Preparing substrates encoding cell patterning and localized intracellular magnetic particle stimulus for high-throughput experimentation

Magnetic particles, beyond the simple cell sorting and drug delivery applications for which they are typically known, have become a powerful tool in permitting remote control of biological activity. While this functionality is traditionally accomplished by linking particles to extracellular, membrane localized moieties (such as ion channels and integrins), the intracellular stimulation of cells via magnetic nanoparticles has recently shown to be a unique and powerful method by which to spatially polarize cell behavior.
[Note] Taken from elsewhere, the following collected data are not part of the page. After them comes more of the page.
//! Synthetic-tensor bench/demo harness for `dagsearch-core`.
//!
//! Builds random candidate tensors shaped like what a real decoder would
//! hand the engine, drives `Engine` through `max_pos` steps, and reports
//! timing plus a hashfull-style node-pool occupancy figure, in the manner of
//! the teacher's `tools` self-play binaries.
use std::time::Instant;

use anyhow::{Context, Result};
use clap::Parser;
use dagsearch_core::{Config, Engine};
use rand::distr::{Distribution, Uniform};
use rand::SeedableRng;
use rand_xoshiro::Xoshiro256PlusPlus;

/// Drives the DAG beam-search engine over synthetic candidate tensors.
#[derive(Parser, Debug)]
#[command(author, version, about = "dagsearch synthetic bench/demo harness")]
struct Cli {
    /// Path to a TOML config file; falls back to the `--batch-size`/etc flags below.
    #[arg(long)]
    config: Option<String>,

    /// Number of independent sequences decoded side by side.
    #[arg(long, default_value_t = 4)]
    batch_size: usize,

    /// Beam width carried at each decoding position.
    #[arg(long, default_value_t = 8)]
    beam_size: usize,

    /// Number of top candidates considered per expansion.
    #[arg(long, default_value_t = 4)]
    top_cand_n: usize,

    /// Maximum sequence length a batch element may reach.
    #[arg(long, default_value_t = 16)]
    max_pos: usize,

    /// Worker thread count; defaults to the engine's own default.
    #[arg(long)]
    thread_num: Option<usize>,

    /// Vocabulary size to sample synthetic candidate words from.
    #[arg(long, default_value_t = 1000)]
    vocab_size: usize,

    /// Nucleus (top-p) cutoff applied per expansion step.
    #[arg(long, default_value_t = 0.9)]
    top_p: f32,

    /// RNG seed for the synthetic tensors.
    #[arg(long, default_value_t = 1)]
    seed: u64,
}

fn build_config(cli: &Cli) -> Result<Config> {
    if let Some(path) = &cli.config {
        return Config::from_file(path).with_context(|| format!("loading config from {path}"));
    }
    let mut config = Config {
        batch_size: cli.batch_size,
        beam_size: cli.beam_size,
        top_cand_n: cli.top_cand_n,
        max_pos: cli.max_pos,
        thread_num: std::thread::available_parallelism()
            .map(|n| n.get())
            .unwrap_or(1),
        lm_path: None,
    };
    if let Some(threads) = cli.thread_num {
        config.thread_num = threads;
    }
    Ok(config)
}

/// One step's worth of candidate tensors, owned so the `TensorView`s handed
/// to the engine stay valid for the call.
struct StepTensors {
    output_length: Vec<i32>,
    dagscores: Vec<f32>,
    nextstep_idx: Vec<i32>,
    logits_idx: Vec<i32>,
    lm_vocab: Vec<i32>,
}

fn synthesize_step(
    rng: &mut Xoshiro256PlusPlus,
    batch_size: usize,
    top_cand_n: usize,
    max_pos: usize,
    vocab_size: usize,
) -> StepTensors {
    use rand::Rng;

    let word_dist = Uniform::new(0, vocab_size as i32).unwrap();
    let nextstep_dist = Uniform::new(0, max_pos as i32).unwrap();

    let output_length = vec![max_pos as i32; batch_size];
    let lm_vocab: Vec<i32> = (0..vocab_size as i32).collect();

    let mut logits_idx = Vec::with_capacity(batch_size * max_pos * top_cand_n);
    let mut nextstep_idx = Vec::with_capacity(batch_size * max_pos * top_cand_n);
    let mut raw_scores = Vec::with_capacity(batch_size * max_pos * top_cand_n);
    for _ in 0..batch_size * max_pos {
        let mut row = Vec::with_capacity(top_cand_n);
        for _ in 0..top_cand_n {
            logits_idx.push(word_dist.sample(rng));
            nextstep_idx.push(nextstep_dist.sample(rng));
            row.push(-rng.random_range(0.0f32..4.0));
        }
        let total: f32 = row.iter().map(|s| s.exp()).sum::<f32>().ln();
        raw_scores.extend(row.into_iter().map(|s| s - total));
    }

    StepTensors {
        output_length,
        dagscores: raw_scores,
        nextstep_idx,
        logits_idx,
        lm_vocab,
    }
}

fn main() -> Result<()> {
    env_logger::init();
    let cli = Cli::parse();
    let config = build_config(&cli)?;

    let mut engine = Engine::new(config.clone())?;
    let node_pool_size = engine.node_pool_capacity();
    let mut rng = Xoshiro256PlusPlus::seed_from_u64(cli.seed);

    let start = Instant::now();
    engine.init_beam(config.batch_size, /* go_id = */ 0)?;

    for step in 0..config.max_pos as u32 {
        let tensors = synthesize_step(
            &mut rng,
            config.batch_size,
            config.top_cand_n,
            config.max_pos,
            cli.vocab_size,
        );
        let output_length = dagsearch_core::TensorView::from_row_major_1d(&tensors.output_length);
        let dagscores = dagsearch_core::TensorView::from_row_major_3d(
            &tensors.dagscores,
            [config.batch_size, config.max_pos, config.top_cand_n],
        );
        let nextstep_idx = dagsearch_core::TensorView::from_row_major_3d(
            &tensors.nextstep_idx,
            [config.batch_size, config.max_pos, config.top_cand_n],
        );
        let logits_idx = dagsearch_core::TensorView::from_row_major_3d(
            &tensors.logits_idx,
            [config.batch_size, config.max_pos, config.top_cand_n],
        );
        let lm_vocab = dagsearch_core::TensorView::from_row_major_1d(&tensors.lm_vocab);

        engine.expand_beam(
            step,
            output_length,
            dagscores,
            nextstep_idx,
            logits_idx,
            lm_vocab,
            cli.top_p,
        )?;
        log::debug!("step {step} expanded");
    }

    let elapsed = start.elapsed();
    let live_nodes: usize = (0..config.batch_size).map(|b| engine.beam(b).len()).sum();
    println!(
        "decoded batch_size={} beam_size={} max_pos={} in {:.3}s (node pool hashfull-style occupancy: {}/{} live beam entries)",
        config.batch_size,
        config.beam_size,
        config.max_pos,
        elapsed.as_secs_f64(),
        live_nodes,
        node_pool_size,
    );
    Ok(())
}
More traditional magnetic stimulation approaches, whereby single magnetic tweezers or permanent magnets are placed in proximity to cells growing on substrates lack resolution, control, and scalability. Conventional single cell-patterning approaches, while having large precision and scalability, typically allow the evaluation of the response of cells to only their immediate extracellular, protein environment. Here, we detail the protocol combining the above approaches to resolve the problems hampering many biomagnetic studies. By integrating the scalability and resolution of traditional silicon microfabrication with modern surface patterning capabilities, we demonstrate a method of conducting thousands of biomagnetic experiments in parallel, whereby individual cells with designed, patterned matrix are subjected to controlled, repetitive magnetic stimulus introduced by electroplated, micromagnetic elements.